Below are some records. Reproduce them exactly from their first line through the line with "both magic metadata", inclusive.
** RECORDS FOR THE TASK follows **
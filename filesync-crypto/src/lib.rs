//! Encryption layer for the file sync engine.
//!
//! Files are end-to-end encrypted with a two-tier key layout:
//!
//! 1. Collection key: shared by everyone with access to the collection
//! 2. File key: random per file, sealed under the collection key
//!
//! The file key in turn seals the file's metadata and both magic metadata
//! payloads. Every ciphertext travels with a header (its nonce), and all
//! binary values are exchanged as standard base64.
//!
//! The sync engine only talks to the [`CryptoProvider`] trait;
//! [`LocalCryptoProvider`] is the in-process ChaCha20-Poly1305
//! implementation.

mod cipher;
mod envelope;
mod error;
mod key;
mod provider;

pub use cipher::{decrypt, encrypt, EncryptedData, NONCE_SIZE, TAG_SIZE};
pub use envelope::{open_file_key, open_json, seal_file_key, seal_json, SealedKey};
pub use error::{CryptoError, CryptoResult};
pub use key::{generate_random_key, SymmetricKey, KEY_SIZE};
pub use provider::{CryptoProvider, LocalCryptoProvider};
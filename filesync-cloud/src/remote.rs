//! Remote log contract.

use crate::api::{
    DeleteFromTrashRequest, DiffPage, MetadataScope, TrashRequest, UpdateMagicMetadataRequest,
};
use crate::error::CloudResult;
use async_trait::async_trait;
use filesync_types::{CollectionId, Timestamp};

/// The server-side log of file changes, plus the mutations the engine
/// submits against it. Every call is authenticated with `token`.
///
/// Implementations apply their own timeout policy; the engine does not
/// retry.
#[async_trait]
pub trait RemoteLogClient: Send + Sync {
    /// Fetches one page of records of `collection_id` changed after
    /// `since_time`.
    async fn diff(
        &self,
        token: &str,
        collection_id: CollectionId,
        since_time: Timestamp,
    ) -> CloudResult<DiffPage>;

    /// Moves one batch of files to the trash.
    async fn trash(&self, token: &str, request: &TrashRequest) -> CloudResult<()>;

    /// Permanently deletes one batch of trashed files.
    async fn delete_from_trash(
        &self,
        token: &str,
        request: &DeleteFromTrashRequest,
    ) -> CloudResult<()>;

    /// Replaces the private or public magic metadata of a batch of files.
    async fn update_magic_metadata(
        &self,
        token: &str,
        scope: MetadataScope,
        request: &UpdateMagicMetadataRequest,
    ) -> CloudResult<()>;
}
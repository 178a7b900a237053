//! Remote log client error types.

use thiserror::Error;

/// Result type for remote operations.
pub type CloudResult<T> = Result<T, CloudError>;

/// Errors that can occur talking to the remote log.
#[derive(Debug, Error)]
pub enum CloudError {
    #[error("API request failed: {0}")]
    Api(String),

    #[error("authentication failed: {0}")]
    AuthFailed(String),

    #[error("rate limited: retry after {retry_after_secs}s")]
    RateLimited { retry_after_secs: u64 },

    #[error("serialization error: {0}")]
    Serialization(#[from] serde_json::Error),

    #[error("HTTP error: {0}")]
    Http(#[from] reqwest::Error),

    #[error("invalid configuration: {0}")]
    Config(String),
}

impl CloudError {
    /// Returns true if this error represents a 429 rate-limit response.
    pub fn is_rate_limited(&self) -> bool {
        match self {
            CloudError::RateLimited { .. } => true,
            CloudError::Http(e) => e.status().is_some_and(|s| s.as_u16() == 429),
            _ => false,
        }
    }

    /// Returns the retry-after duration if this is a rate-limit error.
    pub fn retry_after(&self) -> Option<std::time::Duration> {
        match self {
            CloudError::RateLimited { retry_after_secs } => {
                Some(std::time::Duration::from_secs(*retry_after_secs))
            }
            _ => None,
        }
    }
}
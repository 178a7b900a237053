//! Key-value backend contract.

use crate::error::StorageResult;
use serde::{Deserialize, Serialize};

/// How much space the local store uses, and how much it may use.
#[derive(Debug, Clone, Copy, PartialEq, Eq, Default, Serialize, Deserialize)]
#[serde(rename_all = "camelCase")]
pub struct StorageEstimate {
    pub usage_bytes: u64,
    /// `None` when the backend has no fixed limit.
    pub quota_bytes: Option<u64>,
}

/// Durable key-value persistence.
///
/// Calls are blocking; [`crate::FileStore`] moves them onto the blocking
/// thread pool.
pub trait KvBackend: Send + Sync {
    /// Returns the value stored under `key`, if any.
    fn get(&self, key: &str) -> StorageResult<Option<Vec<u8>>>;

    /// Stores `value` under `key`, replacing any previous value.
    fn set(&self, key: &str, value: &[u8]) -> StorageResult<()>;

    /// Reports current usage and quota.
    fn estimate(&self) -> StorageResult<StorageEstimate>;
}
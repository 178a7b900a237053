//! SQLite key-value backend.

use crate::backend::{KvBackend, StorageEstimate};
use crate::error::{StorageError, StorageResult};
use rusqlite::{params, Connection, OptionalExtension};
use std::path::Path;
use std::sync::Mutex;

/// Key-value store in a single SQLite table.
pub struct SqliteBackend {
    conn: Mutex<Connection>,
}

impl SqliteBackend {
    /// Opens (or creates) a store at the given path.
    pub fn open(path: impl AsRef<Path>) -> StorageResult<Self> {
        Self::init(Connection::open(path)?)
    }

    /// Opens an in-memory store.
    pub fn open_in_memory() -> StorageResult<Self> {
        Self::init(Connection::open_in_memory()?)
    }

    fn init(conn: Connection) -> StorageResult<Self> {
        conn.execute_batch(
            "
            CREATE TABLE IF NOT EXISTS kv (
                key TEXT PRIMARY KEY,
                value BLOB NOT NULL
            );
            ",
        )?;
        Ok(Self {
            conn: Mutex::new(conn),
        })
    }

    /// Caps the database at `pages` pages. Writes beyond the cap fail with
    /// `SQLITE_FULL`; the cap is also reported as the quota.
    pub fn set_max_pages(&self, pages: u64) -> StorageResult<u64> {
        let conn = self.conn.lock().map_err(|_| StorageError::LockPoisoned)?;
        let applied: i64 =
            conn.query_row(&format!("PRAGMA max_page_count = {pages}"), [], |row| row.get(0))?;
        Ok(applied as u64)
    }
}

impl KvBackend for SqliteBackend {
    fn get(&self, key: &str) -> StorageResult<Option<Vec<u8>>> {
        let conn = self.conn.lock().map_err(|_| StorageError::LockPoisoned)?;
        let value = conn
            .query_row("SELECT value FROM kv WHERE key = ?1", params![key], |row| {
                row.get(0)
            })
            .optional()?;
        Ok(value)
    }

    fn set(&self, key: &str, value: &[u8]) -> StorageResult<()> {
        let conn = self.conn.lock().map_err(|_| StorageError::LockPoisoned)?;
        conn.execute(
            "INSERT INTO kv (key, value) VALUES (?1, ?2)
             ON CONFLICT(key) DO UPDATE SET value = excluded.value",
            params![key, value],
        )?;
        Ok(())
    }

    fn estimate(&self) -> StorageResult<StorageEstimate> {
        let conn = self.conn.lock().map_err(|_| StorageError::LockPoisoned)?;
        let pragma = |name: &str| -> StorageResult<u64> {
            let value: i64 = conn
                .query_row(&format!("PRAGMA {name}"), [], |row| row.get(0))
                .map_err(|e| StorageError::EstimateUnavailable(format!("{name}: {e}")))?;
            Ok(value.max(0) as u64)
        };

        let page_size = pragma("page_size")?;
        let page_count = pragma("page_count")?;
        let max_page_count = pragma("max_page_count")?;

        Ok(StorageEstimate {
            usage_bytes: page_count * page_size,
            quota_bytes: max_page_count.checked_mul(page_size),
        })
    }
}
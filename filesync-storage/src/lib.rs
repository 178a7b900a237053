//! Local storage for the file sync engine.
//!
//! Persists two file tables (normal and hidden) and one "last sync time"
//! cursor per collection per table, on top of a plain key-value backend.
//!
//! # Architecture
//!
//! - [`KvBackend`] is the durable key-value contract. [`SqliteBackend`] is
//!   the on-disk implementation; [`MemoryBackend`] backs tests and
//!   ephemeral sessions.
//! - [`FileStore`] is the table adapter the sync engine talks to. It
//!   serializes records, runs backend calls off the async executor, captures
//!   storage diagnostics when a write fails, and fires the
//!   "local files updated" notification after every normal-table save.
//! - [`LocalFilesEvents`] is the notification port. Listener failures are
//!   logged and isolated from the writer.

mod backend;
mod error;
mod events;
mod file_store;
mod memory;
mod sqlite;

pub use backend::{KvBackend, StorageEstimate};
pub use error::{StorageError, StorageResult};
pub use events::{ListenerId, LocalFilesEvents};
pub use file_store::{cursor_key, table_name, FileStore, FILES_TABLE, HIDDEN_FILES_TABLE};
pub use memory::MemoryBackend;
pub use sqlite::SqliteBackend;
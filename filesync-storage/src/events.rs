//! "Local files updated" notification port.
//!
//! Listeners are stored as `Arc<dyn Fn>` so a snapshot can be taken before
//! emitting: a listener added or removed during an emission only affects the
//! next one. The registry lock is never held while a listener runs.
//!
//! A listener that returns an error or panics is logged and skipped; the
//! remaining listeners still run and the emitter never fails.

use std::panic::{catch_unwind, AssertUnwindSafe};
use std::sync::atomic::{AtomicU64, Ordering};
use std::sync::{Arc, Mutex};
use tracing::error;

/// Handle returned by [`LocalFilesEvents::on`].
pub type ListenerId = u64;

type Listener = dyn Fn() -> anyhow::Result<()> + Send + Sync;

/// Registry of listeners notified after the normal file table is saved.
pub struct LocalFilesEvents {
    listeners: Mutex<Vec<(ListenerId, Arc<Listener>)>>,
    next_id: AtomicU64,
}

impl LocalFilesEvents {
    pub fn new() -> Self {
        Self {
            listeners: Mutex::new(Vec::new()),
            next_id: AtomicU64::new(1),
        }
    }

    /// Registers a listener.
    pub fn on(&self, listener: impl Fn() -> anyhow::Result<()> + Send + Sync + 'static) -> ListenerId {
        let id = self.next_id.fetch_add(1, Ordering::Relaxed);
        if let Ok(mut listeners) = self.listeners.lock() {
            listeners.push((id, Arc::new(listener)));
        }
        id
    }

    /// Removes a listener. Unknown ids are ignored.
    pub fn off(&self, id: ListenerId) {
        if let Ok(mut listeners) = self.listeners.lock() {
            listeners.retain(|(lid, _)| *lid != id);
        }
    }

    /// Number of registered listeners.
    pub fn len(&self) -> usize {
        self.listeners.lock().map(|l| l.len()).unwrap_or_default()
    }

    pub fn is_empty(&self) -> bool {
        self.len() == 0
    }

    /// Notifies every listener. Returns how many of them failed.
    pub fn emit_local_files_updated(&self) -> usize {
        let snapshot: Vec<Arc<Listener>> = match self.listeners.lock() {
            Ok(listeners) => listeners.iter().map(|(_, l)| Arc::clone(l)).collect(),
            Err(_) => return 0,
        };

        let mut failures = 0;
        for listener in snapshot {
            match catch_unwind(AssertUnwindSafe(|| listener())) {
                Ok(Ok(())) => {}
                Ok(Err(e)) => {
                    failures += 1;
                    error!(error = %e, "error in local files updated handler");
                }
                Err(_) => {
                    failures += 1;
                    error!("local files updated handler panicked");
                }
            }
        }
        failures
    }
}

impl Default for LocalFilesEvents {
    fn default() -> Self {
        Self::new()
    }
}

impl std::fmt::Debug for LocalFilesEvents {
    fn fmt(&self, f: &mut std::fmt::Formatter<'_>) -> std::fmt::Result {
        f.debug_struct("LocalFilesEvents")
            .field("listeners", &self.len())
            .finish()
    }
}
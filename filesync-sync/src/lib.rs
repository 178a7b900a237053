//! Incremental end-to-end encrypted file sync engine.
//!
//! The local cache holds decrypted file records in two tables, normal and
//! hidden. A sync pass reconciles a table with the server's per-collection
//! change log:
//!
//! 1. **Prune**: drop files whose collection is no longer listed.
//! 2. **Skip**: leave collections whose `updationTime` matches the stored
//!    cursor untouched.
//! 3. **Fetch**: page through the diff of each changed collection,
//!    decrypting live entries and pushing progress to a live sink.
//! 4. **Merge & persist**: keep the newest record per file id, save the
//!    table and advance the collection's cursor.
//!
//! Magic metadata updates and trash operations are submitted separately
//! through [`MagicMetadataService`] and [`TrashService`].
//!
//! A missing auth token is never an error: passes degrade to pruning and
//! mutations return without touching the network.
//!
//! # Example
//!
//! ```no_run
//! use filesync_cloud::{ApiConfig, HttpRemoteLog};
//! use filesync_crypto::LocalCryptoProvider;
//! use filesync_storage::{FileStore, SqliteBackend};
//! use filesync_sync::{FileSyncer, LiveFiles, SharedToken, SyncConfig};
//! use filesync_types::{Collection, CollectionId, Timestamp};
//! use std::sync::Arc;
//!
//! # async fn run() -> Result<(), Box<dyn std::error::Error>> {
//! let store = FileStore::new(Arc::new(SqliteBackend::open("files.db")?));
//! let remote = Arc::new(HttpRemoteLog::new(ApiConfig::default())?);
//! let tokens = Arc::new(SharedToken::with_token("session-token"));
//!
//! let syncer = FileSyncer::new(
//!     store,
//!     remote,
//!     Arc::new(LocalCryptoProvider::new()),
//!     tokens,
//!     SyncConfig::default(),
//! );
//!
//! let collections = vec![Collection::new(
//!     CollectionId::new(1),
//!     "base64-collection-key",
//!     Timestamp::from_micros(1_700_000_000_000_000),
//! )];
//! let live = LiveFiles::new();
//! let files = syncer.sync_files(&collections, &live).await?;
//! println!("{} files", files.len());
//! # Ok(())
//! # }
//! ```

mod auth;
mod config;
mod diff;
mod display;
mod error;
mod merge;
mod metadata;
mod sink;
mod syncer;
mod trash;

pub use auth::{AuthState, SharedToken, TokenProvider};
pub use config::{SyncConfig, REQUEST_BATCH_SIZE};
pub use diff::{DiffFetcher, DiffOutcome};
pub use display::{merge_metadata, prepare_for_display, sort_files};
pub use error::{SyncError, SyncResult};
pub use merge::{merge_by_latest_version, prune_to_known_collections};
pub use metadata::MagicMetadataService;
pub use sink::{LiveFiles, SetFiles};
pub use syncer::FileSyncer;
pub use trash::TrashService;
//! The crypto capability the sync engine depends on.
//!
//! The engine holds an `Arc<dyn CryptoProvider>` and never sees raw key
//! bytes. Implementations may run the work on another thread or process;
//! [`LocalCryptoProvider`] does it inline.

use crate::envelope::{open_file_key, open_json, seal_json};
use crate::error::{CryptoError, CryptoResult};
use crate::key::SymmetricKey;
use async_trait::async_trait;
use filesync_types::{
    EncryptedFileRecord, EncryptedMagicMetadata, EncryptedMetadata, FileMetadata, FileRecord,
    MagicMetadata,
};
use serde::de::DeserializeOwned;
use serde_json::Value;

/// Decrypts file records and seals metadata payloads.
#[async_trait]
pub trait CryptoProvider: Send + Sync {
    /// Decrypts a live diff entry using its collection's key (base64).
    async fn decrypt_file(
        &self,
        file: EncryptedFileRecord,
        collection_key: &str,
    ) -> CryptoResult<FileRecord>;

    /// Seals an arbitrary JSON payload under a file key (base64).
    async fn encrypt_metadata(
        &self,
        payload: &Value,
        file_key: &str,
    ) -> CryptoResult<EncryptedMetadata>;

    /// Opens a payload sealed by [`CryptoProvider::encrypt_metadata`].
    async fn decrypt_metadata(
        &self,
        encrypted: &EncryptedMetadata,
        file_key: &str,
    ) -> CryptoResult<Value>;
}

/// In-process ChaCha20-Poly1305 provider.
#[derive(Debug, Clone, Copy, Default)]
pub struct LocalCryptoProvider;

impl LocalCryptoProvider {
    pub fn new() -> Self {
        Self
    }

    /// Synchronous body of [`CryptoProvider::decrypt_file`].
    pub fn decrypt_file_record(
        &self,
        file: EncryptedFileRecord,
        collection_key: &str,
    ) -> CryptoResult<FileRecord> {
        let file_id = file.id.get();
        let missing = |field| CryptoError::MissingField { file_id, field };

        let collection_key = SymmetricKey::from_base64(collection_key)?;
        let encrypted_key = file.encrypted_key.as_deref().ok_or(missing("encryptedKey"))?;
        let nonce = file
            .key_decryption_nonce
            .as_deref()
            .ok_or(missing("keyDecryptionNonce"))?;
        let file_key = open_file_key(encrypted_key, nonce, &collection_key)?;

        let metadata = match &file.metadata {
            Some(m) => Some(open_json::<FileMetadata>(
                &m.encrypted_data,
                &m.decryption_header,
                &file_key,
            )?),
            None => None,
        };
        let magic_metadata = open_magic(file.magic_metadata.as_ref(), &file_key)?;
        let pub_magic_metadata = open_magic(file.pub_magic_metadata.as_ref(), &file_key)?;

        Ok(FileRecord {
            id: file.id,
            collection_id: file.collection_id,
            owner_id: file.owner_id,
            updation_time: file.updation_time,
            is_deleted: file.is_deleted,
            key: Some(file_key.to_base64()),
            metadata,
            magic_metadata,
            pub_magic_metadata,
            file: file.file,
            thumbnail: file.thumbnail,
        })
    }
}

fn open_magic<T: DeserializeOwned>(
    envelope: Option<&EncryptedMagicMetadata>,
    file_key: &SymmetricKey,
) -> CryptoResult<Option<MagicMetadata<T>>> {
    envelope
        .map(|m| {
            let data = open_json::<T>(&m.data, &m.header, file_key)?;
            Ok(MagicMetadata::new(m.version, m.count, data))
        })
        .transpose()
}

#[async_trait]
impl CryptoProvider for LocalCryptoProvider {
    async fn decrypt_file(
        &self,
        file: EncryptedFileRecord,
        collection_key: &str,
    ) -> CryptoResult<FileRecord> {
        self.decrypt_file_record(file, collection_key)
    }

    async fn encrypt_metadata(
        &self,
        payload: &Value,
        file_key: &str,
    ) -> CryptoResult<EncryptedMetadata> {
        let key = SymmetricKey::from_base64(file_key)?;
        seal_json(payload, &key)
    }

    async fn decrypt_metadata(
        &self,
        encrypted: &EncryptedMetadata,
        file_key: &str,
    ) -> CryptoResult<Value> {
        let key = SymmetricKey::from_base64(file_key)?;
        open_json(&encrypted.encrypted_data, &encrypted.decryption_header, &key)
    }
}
** End of RECORDS FOR THE TASK **
— TASK RESULT —
filename filesync-crypto/src/lib.rs
//! Encryption layer for the file sync engine.
//!
//! Files are end-to-end encrypted with a two-tier key layout:
//!
//! 1. Collection key: shared by everyone with access to the collection
//! 2. File key: random per file, sealed under the collection key
//!
//! The file key in turn seals the file's metadata and both magic metadata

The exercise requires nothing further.